Across the entries below, how many lines have the word "PresentationSink" in them? Respond with only the number.

--- DATASET EXCERPTS ---

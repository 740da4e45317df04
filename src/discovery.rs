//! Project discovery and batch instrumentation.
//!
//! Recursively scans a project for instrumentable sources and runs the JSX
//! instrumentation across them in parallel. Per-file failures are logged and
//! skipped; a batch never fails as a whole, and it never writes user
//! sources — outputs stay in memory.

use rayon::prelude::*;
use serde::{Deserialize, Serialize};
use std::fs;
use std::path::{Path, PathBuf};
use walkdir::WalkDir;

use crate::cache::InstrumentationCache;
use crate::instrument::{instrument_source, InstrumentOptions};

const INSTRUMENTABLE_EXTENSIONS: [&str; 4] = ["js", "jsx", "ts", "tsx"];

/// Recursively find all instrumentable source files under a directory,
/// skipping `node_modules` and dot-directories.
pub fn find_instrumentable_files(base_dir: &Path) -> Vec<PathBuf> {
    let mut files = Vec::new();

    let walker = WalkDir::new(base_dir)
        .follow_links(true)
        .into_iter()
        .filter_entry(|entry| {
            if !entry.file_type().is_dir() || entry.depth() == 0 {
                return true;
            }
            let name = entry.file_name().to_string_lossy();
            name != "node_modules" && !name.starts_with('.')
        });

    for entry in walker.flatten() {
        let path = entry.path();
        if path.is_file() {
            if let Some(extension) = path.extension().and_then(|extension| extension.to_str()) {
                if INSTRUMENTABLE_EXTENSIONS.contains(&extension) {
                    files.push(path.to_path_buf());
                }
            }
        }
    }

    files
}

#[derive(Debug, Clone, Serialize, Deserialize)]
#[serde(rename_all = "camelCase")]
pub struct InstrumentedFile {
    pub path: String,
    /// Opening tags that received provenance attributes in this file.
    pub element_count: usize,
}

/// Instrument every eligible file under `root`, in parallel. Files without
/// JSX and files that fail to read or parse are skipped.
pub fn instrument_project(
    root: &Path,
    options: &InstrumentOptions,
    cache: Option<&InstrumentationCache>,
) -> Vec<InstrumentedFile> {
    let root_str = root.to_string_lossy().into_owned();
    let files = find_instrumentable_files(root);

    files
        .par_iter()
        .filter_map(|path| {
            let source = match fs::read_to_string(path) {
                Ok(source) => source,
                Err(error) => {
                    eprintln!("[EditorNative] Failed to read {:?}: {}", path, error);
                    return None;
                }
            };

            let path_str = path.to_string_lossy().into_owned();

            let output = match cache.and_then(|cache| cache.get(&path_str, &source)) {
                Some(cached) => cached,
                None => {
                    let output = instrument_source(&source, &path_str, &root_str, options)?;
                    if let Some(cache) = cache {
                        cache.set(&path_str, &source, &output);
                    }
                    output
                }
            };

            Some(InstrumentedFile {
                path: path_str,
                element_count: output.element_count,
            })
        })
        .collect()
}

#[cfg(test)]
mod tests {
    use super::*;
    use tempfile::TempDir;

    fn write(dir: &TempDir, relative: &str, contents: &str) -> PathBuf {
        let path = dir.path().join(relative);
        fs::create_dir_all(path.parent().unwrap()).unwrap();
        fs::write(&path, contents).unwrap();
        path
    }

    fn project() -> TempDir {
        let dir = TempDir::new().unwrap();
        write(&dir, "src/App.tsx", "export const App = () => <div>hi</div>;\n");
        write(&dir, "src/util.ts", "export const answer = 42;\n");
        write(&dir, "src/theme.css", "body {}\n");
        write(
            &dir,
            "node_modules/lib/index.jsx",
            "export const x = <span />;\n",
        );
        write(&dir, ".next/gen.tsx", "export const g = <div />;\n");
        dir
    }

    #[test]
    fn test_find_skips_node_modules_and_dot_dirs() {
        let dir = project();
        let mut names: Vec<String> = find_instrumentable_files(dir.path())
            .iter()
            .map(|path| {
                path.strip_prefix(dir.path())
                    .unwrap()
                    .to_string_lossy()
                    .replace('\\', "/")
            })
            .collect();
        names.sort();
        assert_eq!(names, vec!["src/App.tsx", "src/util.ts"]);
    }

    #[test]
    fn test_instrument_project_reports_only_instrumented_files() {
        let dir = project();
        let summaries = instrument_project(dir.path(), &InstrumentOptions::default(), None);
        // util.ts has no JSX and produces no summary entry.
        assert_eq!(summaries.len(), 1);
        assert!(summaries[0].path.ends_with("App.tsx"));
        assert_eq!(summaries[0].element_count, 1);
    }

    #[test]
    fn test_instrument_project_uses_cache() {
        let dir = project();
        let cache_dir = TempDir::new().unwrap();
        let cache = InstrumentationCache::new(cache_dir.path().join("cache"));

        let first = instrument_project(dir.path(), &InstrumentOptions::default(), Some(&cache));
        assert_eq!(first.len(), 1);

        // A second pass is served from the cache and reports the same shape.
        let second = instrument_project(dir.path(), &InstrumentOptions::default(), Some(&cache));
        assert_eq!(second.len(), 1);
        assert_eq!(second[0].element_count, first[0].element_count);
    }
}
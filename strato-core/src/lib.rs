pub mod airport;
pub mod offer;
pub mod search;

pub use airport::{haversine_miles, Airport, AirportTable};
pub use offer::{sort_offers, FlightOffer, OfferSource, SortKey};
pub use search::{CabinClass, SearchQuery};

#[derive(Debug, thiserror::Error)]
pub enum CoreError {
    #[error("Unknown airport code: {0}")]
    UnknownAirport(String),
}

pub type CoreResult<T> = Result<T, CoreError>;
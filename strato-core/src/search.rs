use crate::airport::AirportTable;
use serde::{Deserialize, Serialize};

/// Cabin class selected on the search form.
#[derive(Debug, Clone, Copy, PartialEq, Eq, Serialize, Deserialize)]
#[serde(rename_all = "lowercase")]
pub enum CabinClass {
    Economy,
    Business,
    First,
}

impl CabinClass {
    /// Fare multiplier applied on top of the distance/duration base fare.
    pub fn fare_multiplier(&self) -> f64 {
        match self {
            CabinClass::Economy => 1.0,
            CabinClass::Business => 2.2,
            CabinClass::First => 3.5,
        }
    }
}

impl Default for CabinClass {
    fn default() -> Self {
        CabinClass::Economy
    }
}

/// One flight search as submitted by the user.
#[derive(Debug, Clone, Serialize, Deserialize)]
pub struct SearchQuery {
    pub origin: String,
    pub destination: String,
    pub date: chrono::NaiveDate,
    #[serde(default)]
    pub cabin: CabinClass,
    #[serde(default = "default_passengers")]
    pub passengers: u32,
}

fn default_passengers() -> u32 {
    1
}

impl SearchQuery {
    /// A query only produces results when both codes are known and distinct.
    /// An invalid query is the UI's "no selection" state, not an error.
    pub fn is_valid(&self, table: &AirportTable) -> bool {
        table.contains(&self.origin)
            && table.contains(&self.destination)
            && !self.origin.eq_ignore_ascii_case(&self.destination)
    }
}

---
--- DATASET EXCERPTS ---

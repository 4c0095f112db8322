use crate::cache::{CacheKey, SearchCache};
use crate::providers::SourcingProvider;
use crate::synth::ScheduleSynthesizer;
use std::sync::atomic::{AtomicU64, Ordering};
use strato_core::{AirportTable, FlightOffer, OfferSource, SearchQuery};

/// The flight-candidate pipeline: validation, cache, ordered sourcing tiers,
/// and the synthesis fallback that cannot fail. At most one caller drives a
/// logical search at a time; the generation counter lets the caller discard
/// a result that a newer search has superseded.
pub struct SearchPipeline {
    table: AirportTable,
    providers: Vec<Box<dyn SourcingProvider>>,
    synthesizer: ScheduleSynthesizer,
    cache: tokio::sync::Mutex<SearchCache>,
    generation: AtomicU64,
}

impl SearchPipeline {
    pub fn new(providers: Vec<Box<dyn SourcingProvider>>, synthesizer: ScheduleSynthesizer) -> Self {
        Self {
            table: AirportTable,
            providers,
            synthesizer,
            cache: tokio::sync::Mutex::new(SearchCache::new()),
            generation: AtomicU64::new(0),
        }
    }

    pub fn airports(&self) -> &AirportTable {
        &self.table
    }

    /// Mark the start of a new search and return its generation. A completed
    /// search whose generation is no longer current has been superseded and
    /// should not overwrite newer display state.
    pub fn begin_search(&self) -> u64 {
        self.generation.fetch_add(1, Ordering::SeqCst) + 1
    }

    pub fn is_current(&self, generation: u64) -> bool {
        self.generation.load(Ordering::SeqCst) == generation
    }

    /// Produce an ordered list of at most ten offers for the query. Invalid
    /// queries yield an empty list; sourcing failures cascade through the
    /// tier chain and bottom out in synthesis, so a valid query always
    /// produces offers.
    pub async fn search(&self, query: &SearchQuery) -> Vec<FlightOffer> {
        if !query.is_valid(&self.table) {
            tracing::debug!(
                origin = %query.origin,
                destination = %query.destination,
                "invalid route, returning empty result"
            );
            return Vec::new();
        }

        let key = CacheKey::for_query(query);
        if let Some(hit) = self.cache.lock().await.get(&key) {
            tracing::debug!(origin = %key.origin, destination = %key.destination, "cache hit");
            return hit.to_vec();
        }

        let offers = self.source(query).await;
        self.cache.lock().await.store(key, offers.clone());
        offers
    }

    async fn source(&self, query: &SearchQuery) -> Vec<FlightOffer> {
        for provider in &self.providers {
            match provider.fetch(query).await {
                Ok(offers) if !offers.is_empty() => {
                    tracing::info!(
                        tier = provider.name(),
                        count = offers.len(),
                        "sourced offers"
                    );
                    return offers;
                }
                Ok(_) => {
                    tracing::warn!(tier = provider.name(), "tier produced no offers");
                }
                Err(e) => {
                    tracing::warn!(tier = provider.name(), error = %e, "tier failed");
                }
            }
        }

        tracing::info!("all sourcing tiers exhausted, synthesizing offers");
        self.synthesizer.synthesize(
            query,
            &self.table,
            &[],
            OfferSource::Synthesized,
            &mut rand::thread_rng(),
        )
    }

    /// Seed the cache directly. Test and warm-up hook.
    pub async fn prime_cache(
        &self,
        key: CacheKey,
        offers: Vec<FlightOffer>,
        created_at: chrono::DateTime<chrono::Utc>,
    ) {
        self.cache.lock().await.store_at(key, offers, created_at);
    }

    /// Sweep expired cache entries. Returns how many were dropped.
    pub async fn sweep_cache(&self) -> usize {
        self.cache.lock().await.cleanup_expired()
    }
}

---
--- DATASET EXCERPTS ---

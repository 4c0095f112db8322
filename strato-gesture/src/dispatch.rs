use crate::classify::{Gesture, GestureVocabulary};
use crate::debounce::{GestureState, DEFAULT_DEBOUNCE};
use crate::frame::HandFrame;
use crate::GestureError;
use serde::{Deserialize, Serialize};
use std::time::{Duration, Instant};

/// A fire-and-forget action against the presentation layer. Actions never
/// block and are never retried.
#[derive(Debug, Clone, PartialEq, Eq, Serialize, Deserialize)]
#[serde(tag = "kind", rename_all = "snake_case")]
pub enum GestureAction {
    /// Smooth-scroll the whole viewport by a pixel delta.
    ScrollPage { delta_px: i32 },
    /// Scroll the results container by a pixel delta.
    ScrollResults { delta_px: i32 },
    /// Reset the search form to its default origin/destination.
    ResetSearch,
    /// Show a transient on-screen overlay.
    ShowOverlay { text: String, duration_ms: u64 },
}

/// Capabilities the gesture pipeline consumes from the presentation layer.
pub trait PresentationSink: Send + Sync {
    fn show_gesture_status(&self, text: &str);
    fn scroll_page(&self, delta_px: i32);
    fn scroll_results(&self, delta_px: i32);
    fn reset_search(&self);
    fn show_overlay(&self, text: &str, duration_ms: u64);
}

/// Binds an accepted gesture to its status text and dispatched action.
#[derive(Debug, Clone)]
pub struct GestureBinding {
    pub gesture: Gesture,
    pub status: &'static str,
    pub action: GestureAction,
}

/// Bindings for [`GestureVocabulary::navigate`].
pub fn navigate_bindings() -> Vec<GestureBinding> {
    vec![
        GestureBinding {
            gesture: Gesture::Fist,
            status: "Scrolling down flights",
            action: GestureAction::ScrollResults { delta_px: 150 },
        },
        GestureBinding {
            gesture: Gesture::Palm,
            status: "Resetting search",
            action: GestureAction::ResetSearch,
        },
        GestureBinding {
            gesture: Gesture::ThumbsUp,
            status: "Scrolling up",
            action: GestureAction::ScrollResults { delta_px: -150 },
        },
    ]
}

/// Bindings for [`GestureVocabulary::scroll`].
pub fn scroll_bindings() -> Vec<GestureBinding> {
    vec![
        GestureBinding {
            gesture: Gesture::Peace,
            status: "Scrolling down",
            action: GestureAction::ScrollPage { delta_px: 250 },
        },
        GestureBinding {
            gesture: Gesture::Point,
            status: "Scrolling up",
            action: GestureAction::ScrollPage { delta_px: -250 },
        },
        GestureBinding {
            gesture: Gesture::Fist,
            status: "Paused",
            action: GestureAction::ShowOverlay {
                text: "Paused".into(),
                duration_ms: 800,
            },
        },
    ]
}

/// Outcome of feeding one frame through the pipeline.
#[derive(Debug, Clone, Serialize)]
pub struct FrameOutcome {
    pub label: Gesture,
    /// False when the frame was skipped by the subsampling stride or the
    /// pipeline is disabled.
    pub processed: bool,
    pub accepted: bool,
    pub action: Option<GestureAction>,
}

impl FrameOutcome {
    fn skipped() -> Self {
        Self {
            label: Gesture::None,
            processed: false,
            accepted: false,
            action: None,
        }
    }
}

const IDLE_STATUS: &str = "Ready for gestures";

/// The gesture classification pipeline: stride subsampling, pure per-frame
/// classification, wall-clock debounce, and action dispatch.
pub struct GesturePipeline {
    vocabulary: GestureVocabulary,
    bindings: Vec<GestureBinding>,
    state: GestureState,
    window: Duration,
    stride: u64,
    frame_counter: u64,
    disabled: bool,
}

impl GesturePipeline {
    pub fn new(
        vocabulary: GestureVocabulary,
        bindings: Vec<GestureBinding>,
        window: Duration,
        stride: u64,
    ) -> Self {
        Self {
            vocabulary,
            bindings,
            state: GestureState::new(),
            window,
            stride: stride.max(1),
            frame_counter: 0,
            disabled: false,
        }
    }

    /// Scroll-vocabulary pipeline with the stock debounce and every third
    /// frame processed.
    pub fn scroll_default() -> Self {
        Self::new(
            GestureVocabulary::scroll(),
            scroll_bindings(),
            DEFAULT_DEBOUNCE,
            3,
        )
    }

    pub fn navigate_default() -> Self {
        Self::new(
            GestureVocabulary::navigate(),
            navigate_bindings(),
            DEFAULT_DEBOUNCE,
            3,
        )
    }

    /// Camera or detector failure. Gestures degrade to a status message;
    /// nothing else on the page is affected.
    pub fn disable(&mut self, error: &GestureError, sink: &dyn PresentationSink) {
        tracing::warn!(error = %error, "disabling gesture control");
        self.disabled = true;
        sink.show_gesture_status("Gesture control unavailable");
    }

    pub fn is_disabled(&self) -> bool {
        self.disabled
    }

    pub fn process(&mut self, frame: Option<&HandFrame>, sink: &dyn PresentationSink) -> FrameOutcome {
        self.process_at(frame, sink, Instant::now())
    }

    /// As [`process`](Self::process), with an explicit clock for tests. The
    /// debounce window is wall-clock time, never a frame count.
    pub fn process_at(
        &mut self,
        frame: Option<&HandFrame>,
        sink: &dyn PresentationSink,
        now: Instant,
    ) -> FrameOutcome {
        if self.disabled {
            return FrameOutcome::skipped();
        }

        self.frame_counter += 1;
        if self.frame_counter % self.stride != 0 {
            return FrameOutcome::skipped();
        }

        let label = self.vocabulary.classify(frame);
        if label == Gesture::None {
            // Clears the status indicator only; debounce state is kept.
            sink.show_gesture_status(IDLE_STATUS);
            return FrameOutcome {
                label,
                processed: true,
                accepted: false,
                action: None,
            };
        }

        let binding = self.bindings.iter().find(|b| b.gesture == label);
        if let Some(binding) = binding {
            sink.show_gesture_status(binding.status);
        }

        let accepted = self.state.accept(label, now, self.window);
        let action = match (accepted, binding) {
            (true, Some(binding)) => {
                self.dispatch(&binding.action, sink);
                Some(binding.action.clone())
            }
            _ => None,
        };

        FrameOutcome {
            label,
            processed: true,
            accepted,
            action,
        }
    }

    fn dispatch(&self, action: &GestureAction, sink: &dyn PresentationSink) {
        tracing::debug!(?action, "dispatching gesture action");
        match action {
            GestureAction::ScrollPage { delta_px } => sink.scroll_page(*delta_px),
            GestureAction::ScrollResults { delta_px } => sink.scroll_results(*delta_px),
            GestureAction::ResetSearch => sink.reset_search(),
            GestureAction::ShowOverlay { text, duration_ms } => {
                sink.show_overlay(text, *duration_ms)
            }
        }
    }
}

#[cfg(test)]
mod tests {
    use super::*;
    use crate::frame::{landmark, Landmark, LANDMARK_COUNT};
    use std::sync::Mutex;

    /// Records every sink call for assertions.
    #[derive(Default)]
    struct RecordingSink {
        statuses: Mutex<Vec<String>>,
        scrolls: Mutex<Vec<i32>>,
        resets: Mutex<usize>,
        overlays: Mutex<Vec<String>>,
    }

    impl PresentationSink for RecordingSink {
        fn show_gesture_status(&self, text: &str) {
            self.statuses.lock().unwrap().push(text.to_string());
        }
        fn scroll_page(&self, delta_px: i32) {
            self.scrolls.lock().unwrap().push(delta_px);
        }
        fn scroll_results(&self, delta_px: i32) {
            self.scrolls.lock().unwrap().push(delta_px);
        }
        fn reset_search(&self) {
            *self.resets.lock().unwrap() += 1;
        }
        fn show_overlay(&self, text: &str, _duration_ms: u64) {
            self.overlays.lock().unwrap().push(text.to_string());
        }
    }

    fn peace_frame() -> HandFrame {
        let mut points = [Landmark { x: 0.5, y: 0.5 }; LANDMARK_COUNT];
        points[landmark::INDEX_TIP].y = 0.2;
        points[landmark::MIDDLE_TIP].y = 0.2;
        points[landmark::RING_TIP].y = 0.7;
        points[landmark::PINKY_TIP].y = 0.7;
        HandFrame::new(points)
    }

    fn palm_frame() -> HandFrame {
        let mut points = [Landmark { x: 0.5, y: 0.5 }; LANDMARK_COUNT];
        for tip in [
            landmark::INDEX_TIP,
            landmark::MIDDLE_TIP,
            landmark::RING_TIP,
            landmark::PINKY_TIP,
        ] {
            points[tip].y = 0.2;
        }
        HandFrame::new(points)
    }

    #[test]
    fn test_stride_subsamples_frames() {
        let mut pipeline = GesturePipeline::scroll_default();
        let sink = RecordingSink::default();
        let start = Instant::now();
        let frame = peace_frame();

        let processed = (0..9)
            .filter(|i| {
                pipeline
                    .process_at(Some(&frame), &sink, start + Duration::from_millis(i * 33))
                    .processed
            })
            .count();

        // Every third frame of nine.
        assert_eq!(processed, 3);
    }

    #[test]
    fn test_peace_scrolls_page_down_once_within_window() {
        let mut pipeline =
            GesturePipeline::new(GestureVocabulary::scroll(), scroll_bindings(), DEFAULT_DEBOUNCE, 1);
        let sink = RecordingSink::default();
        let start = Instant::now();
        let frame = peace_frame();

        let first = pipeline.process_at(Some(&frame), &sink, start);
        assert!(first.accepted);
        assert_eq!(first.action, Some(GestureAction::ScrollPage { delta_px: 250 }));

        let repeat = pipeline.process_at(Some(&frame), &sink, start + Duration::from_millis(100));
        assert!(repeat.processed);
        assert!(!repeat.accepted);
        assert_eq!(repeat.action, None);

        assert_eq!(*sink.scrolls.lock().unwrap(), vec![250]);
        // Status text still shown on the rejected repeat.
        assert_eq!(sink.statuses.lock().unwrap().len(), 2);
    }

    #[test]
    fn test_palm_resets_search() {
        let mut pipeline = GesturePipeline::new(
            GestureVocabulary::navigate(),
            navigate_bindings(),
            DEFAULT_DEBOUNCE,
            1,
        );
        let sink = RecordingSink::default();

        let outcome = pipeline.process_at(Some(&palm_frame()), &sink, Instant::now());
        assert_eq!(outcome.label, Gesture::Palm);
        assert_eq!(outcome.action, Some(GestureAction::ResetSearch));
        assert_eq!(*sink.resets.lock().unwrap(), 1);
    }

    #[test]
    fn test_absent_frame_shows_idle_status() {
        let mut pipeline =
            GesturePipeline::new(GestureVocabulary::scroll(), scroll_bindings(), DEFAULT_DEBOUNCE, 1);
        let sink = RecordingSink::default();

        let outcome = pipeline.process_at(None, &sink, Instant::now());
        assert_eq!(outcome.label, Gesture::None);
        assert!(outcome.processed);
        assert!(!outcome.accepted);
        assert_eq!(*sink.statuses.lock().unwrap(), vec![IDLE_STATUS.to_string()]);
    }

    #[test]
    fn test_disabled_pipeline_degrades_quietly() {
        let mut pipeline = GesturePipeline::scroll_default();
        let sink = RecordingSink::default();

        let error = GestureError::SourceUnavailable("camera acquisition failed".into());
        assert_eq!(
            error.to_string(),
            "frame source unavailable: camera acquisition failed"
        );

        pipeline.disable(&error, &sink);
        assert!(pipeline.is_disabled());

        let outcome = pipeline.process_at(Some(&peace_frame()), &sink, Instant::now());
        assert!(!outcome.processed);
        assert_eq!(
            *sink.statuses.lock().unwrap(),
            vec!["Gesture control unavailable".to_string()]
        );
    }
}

---

▶ [TASK RESULT] 6